Looking through the records below, please work out how many lines contain "INTO". Give only that number.

[[ Records provided, beginning ]]

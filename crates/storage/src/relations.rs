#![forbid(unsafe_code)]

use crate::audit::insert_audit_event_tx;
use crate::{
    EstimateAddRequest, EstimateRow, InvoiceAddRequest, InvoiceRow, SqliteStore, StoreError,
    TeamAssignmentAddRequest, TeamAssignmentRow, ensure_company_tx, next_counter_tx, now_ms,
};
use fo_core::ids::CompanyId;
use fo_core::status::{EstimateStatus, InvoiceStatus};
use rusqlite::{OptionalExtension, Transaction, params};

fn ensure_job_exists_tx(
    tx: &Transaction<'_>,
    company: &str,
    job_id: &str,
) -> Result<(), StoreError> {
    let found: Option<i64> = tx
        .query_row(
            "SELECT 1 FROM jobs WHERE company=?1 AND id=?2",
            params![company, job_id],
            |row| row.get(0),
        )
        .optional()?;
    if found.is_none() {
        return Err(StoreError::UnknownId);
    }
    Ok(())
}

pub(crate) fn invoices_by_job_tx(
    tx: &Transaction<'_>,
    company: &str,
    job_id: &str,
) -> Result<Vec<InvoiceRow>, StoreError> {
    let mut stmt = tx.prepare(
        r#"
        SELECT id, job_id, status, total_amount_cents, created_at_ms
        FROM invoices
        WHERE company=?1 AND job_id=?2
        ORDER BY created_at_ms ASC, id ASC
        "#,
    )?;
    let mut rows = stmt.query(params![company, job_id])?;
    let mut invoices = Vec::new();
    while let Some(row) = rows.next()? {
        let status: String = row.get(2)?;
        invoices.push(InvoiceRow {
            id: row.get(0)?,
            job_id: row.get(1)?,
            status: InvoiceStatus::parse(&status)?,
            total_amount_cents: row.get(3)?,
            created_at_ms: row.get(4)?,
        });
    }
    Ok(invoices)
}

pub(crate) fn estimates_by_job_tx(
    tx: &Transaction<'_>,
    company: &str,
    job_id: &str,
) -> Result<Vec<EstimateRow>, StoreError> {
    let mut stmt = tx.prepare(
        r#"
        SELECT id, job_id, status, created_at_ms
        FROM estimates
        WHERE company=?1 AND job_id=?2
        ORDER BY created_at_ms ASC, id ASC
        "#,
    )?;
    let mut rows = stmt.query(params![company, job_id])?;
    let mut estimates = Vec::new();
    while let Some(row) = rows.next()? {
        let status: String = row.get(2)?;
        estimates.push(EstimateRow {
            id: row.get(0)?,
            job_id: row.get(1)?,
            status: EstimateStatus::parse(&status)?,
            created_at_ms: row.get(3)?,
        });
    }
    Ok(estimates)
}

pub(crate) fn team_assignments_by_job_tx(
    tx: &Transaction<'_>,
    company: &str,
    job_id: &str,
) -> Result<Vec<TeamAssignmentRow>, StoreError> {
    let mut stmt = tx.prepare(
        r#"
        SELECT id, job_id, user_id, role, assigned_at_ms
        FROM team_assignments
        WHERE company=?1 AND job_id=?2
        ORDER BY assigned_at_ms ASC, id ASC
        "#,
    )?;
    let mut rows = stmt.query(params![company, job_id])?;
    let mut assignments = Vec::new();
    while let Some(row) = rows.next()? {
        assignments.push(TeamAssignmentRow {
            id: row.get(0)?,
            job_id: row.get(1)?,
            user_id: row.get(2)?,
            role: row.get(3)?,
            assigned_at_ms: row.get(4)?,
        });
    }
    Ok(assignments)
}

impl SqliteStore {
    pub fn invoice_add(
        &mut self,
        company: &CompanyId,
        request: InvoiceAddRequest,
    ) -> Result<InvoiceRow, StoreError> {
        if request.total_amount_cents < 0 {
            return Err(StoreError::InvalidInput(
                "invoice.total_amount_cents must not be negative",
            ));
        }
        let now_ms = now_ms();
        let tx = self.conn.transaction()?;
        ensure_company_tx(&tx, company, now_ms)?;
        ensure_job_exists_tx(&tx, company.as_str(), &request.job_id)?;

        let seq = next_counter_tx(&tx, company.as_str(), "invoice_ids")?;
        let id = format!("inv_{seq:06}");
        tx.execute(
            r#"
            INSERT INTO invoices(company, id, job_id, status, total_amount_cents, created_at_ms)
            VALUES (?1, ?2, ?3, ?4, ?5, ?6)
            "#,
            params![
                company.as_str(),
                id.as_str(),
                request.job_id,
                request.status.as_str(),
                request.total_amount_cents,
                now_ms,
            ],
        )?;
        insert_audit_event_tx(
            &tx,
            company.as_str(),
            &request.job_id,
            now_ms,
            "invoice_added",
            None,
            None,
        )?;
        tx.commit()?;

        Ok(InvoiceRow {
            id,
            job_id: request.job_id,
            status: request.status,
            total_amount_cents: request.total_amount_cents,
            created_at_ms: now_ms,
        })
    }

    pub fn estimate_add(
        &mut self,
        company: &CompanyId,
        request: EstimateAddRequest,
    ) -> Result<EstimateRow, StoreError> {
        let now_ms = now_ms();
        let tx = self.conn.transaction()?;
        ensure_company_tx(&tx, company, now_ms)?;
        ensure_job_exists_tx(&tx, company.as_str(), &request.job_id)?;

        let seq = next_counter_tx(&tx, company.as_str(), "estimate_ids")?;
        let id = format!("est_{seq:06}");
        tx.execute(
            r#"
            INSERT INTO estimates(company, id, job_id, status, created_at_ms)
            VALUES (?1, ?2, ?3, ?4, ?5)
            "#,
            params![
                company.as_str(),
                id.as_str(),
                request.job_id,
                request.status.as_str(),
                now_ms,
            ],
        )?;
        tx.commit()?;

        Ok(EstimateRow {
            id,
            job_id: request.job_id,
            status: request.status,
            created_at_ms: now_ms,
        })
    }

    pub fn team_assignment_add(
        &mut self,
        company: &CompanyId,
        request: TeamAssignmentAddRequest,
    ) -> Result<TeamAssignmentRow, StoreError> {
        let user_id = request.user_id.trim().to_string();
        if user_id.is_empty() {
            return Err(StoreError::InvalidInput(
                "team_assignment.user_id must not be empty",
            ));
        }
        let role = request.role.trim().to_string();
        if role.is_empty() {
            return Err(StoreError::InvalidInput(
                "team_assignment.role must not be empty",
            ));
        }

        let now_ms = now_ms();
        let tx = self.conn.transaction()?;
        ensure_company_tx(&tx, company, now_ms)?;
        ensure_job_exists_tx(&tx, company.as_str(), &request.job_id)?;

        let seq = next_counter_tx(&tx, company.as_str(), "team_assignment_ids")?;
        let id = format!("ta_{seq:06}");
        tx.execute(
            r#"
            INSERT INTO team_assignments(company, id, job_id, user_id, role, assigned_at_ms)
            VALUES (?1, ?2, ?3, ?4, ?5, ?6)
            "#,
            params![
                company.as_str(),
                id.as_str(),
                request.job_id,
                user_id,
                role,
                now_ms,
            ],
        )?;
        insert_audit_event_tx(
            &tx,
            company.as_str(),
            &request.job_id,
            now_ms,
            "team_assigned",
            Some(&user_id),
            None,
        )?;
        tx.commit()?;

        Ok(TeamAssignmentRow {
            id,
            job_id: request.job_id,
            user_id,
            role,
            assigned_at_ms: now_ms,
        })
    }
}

[[ Records provided, end ]]
[[ Records provided, beginning ]]

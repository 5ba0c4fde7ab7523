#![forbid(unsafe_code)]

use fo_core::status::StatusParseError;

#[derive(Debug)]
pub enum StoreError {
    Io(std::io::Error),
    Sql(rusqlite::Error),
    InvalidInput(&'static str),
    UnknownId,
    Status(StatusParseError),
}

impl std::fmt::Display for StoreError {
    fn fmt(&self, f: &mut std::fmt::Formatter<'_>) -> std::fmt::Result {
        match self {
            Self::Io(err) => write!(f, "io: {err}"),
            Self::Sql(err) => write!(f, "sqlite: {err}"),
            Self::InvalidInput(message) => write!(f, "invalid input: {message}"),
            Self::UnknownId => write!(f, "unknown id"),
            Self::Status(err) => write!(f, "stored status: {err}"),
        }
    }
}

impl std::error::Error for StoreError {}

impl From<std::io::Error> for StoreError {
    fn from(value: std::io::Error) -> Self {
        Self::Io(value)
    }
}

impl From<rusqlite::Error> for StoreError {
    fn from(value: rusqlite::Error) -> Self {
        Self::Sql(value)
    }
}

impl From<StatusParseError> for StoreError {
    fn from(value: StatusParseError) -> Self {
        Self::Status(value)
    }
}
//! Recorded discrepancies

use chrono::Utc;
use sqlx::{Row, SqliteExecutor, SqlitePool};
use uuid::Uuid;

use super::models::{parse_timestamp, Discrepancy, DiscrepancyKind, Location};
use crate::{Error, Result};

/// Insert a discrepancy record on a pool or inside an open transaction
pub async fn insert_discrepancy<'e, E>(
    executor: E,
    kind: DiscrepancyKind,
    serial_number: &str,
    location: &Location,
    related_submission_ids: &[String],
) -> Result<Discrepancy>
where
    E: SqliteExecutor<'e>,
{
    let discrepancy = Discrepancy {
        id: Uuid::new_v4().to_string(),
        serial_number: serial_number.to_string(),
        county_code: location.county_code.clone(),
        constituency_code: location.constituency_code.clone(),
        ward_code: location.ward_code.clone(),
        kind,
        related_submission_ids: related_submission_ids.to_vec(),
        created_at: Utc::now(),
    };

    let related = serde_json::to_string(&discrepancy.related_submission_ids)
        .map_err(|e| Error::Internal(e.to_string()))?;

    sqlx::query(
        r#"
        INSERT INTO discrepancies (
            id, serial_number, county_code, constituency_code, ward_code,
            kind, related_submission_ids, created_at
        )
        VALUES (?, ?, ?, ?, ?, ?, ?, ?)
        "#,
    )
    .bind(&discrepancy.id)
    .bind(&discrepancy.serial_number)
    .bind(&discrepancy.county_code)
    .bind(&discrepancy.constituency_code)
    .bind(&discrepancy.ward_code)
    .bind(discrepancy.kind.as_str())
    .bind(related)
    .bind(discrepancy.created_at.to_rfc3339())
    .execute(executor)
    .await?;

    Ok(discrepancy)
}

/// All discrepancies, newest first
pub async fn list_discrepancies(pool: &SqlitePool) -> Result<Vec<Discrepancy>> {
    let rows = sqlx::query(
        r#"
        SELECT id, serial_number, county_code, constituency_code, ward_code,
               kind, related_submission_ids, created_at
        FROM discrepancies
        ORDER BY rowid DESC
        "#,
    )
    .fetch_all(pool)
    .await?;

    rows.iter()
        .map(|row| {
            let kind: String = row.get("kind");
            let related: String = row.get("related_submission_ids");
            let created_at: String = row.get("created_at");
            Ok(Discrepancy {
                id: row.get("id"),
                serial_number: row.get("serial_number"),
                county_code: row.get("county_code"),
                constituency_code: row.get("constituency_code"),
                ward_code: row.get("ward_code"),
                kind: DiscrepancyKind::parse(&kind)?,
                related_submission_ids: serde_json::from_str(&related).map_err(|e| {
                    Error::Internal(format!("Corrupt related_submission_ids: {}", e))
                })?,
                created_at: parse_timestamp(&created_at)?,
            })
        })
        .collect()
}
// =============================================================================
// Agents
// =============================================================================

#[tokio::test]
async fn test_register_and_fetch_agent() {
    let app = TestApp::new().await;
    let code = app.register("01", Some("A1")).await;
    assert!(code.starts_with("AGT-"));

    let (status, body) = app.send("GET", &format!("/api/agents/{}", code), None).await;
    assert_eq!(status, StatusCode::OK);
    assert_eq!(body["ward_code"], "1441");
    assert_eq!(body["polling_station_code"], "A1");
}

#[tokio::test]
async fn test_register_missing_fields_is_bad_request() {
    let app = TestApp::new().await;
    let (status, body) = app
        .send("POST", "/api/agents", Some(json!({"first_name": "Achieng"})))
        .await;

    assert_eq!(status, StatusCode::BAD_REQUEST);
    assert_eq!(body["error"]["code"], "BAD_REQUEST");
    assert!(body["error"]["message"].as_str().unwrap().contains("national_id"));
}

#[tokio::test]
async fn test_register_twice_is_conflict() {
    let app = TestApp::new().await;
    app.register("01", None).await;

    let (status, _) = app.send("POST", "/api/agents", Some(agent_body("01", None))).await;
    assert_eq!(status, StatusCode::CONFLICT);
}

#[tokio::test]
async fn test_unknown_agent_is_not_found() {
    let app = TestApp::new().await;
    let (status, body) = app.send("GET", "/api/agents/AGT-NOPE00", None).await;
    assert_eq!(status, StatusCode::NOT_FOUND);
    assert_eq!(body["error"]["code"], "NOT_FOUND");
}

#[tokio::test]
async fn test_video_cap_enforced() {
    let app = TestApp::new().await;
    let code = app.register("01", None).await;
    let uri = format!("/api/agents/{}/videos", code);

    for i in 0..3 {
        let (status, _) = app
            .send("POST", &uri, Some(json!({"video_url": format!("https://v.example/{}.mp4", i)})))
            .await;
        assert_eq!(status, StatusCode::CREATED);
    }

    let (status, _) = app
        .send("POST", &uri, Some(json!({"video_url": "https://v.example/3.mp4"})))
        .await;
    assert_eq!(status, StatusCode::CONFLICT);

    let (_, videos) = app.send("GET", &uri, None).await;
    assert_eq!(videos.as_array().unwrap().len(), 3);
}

[[ Records provided, end ]]

- **Response for this exercise**: 4